= ASSIGNED TASK =
From the entries below, output the line with "pub struct PersonalTokenController" and each following line up to and including the line with "the shared cache.", exactly as written.

════════════════

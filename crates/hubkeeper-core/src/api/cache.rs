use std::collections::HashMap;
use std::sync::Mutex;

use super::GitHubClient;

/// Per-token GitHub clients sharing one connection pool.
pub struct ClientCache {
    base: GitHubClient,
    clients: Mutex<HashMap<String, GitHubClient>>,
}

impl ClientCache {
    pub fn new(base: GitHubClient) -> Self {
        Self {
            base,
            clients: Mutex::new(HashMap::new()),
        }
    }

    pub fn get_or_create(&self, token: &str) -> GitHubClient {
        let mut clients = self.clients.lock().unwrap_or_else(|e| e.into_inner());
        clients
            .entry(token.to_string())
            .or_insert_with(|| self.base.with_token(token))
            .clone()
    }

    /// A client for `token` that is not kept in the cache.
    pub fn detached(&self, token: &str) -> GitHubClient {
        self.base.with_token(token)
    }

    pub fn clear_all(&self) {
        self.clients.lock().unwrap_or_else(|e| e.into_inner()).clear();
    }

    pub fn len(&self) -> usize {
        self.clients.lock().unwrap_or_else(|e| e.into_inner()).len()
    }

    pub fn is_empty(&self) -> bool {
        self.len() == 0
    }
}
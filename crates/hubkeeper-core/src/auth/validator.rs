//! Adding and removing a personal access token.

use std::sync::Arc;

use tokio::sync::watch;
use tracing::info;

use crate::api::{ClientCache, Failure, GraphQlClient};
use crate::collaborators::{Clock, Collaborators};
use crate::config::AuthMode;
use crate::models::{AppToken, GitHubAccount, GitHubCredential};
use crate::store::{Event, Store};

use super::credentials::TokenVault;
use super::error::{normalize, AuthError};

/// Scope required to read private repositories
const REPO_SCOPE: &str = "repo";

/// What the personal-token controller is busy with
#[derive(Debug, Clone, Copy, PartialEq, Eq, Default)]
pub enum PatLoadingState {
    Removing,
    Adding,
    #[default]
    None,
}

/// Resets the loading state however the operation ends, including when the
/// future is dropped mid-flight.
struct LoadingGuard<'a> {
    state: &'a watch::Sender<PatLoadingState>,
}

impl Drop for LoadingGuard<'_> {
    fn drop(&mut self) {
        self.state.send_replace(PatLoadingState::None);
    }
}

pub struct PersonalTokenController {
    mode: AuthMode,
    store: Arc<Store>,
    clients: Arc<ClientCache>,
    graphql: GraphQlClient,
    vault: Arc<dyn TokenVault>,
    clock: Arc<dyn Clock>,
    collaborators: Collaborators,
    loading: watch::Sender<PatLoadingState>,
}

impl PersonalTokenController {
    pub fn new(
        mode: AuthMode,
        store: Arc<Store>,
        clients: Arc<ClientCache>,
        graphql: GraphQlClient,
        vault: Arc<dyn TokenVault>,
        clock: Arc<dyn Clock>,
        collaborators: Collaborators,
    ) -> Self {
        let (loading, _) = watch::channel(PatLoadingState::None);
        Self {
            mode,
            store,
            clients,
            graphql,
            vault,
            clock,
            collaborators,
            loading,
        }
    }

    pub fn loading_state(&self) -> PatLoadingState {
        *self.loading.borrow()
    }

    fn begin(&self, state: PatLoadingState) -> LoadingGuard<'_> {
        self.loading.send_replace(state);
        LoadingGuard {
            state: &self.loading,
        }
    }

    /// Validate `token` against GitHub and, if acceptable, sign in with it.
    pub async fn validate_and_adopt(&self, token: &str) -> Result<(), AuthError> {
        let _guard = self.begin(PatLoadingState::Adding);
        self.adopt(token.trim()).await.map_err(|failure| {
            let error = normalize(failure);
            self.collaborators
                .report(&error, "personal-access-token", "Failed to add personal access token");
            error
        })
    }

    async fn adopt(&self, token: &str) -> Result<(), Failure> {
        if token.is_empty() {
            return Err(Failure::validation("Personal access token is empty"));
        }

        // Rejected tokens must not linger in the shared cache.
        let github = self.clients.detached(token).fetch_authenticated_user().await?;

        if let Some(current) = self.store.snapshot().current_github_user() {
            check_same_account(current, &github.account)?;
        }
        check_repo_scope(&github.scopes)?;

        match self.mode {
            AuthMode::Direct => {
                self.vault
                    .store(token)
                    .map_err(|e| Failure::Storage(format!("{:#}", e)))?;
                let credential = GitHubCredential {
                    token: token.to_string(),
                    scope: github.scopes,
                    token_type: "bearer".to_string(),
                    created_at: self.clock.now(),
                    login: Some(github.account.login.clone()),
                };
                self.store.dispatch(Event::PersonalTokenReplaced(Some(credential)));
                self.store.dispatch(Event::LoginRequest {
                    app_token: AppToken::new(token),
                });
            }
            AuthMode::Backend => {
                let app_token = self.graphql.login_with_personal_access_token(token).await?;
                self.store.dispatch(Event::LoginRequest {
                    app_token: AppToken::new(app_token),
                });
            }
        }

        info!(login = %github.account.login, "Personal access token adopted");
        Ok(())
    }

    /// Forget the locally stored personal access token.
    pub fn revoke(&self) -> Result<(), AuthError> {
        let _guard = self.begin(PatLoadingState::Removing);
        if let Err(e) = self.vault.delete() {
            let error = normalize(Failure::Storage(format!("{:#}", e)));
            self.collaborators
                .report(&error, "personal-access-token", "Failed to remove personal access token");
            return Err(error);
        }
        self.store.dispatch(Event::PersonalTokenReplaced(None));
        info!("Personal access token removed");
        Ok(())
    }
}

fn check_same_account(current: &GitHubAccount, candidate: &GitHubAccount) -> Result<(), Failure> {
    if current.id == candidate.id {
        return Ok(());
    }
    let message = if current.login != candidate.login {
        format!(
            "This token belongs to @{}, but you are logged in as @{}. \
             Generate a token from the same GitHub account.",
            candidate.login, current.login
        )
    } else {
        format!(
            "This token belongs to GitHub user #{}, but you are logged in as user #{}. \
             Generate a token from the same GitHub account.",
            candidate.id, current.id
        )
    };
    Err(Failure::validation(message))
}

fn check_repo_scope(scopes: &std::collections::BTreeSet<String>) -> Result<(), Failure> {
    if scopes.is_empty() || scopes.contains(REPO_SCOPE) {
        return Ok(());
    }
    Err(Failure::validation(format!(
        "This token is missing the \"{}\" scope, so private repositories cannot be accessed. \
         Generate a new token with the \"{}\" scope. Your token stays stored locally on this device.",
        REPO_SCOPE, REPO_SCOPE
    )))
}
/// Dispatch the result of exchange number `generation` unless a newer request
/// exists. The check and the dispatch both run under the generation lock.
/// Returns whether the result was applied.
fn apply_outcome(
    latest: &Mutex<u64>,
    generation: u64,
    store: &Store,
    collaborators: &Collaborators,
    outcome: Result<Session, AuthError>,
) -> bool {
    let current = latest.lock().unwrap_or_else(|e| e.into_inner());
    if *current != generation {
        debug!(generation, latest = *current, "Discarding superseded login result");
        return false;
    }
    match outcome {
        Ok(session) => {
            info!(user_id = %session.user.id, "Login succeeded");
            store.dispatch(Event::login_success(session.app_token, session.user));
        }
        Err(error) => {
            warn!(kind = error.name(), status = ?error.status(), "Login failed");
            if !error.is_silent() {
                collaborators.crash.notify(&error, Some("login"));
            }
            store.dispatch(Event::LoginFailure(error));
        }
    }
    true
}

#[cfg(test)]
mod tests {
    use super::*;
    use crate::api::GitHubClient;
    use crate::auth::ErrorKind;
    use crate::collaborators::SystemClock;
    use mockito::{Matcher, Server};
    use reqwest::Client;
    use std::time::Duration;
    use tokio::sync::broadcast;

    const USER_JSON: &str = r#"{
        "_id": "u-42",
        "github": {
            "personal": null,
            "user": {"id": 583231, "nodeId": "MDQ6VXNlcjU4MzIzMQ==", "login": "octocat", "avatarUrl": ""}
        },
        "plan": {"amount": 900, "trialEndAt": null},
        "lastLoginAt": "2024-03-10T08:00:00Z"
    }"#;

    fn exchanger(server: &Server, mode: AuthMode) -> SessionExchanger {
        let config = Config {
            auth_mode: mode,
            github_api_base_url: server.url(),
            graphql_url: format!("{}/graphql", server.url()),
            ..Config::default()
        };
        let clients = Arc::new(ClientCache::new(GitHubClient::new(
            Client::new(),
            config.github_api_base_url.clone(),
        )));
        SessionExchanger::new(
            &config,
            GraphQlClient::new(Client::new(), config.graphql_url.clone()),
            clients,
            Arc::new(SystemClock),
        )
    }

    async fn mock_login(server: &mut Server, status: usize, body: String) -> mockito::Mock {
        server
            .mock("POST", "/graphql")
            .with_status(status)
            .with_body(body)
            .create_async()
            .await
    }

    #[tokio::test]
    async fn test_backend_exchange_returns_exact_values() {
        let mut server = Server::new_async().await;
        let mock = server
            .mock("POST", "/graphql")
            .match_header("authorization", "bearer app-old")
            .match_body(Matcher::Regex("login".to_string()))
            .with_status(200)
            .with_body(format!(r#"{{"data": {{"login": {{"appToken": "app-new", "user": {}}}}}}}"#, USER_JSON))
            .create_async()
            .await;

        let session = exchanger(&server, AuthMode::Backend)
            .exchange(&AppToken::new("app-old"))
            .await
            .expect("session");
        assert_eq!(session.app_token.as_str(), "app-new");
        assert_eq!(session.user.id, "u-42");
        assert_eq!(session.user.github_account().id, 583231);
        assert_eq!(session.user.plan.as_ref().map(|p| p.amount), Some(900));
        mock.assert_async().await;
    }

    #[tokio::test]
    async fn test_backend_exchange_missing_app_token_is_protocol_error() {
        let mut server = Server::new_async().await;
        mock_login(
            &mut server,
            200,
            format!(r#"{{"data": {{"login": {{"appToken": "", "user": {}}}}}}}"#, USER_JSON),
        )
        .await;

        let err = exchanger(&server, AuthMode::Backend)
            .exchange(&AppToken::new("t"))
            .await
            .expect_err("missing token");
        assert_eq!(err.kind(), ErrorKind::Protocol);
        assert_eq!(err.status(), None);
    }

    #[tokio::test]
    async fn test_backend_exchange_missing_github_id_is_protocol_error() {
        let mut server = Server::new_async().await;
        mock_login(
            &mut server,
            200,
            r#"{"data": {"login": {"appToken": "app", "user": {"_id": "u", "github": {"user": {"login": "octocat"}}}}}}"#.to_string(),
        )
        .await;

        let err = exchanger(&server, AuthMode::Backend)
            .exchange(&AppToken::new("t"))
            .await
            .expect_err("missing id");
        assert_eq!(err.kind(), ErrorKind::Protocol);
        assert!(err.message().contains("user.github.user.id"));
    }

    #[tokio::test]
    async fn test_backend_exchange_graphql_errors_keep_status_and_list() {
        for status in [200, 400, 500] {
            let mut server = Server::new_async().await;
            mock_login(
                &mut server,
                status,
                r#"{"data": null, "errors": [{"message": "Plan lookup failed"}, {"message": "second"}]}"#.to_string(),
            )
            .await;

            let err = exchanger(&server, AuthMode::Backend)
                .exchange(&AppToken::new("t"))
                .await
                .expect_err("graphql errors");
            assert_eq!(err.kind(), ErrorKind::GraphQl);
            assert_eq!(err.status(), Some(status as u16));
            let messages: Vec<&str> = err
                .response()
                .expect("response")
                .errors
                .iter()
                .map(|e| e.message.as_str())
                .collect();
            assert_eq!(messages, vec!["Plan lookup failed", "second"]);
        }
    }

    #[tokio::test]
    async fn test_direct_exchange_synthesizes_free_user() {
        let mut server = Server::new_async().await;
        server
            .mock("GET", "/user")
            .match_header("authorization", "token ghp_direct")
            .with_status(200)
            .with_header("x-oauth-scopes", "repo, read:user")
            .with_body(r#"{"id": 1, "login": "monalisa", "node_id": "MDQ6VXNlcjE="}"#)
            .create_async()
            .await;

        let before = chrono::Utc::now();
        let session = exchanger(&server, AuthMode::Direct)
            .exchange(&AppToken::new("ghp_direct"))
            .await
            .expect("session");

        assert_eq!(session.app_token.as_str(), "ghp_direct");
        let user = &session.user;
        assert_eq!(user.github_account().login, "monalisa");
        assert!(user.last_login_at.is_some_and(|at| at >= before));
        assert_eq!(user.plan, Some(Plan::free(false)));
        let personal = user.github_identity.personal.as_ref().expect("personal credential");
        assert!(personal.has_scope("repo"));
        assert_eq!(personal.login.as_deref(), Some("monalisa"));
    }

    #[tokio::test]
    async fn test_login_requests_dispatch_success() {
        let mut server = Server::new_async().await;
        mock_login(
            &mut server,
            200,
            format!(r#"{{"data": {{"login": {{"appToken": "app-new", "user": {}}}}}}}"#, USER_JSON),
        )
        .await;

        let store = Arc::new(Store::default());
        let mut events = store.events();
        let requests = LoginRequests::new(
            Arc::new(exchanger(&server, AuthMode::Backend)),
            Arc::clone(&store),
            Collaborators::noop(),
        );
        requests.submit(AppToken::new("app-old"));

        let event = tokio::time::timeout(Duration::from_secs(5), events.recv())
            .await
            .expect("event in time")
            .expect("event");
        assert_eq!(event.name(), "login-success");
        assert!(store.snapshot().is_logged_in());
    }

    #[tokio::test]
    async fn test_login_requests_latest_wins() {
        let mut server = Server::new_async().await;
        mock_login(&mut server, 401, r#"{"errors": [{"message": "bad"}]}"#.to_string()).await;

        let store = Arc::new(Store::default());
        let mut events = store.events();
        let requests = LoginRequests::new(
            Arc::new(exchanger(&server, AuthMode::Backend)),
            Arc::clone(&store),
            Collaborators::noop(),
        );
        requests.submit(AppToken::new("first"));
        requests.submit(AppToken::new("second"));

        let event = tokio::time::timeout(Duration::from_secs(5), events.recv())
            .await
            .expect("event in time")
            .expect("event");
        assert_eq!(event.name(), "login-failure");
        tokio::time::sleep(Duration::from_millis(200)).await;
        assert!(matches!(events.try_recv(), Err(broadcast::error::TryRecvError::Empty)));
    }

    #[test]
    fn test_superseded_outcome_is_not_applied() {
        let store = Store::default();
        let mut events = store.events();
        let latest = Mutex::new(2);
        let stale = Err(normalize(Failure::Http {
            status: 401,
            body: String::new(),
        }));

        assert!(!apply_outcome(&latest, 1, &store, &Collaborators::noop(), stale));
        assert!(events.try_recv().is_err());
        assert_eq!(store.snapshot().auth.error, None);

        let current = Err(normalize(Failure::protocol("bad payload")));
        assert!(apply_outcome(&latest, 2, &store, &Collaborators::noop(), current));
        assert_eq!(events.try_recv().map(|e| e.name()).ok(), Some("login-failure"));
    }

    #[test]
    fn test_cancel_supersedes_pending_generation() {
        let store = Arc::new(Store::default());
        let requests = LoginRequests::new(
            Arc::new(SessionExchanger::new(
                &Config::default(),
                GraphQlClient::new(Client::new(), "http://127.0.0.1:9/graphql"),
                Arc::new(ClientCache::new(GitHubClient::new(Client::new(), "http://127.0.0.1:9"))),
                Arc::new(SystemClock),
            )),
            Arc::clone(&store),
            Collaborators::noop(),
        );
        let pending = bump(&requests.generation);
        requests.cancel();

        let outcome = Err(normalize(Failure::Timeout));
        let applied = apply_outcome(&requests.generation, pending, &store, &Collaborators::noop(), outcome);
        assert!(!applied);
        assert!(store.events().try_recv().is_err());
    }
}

════════════════

= RESPONSE FOR THIS EXERCISE =
pub struct PersonalTokenController {
    mode: AuthMode,
    store: Arc<Store>,
    clients: Arc<ClientCache>,
    graphql: GraphQlClient,
    vault: Arc<dyn TokenVault>,
    clock: Arc<dyn Clock>,
    collaborators: Collaborators,
    loading: watch::Sender<PatLoadingState>,
}

impl PersonalTokenController {
    pub fn new(
        mode: AuthMode,
        store: Arc<Store>,
        clients: Arc<ClientCache>,
        graphql: GraphQlClient,
        vault: Arc<dyn TokenVault>,
        clock: Arc<dyn Clock>,
        collaborators: Collaborators,
    ) -> Self {
        let (loading, _) = watch::channel(PatLoadingState::None);
        Self {
            mode,
            store,
            clients,
            graphql,
            vault,
            clock,
            collaborators,
            loading,
        }
    }

    pub fn loading_state(&self) -> PatLoadingState {
        *self.loading.borrow()
    }

    fn begin(&self, state: PatLoadingState) -> LoadingGuard<'_> {
        self.loading.send_replace(state);
        LoadingGuard {
            state: &self.loading,
        }
    }

    /// Validate `token` against GitHub and, if acceptable, sign in with it.
    pub async fn validate_and_adopt(&self, token: &str) -> Result<(), AuthError> {
        let _guard = self.begin(PatLoadingState::Adding);
        self.adopt(token.trim()).await.map_err(|failure| {
            let error = normalize(failure);
            self.collaborators
                .report(&error, "personal-access-token", "Failed to add personal access token");
            error
        })
    }

    async fn adopt(&self, token: &str) -> Result<(), Failure> {
        if token.is_empty() {
            return Err(Failure::validation("Personal access token is empty"));
        }

        // Rejected tokens must not linger in the shared cache.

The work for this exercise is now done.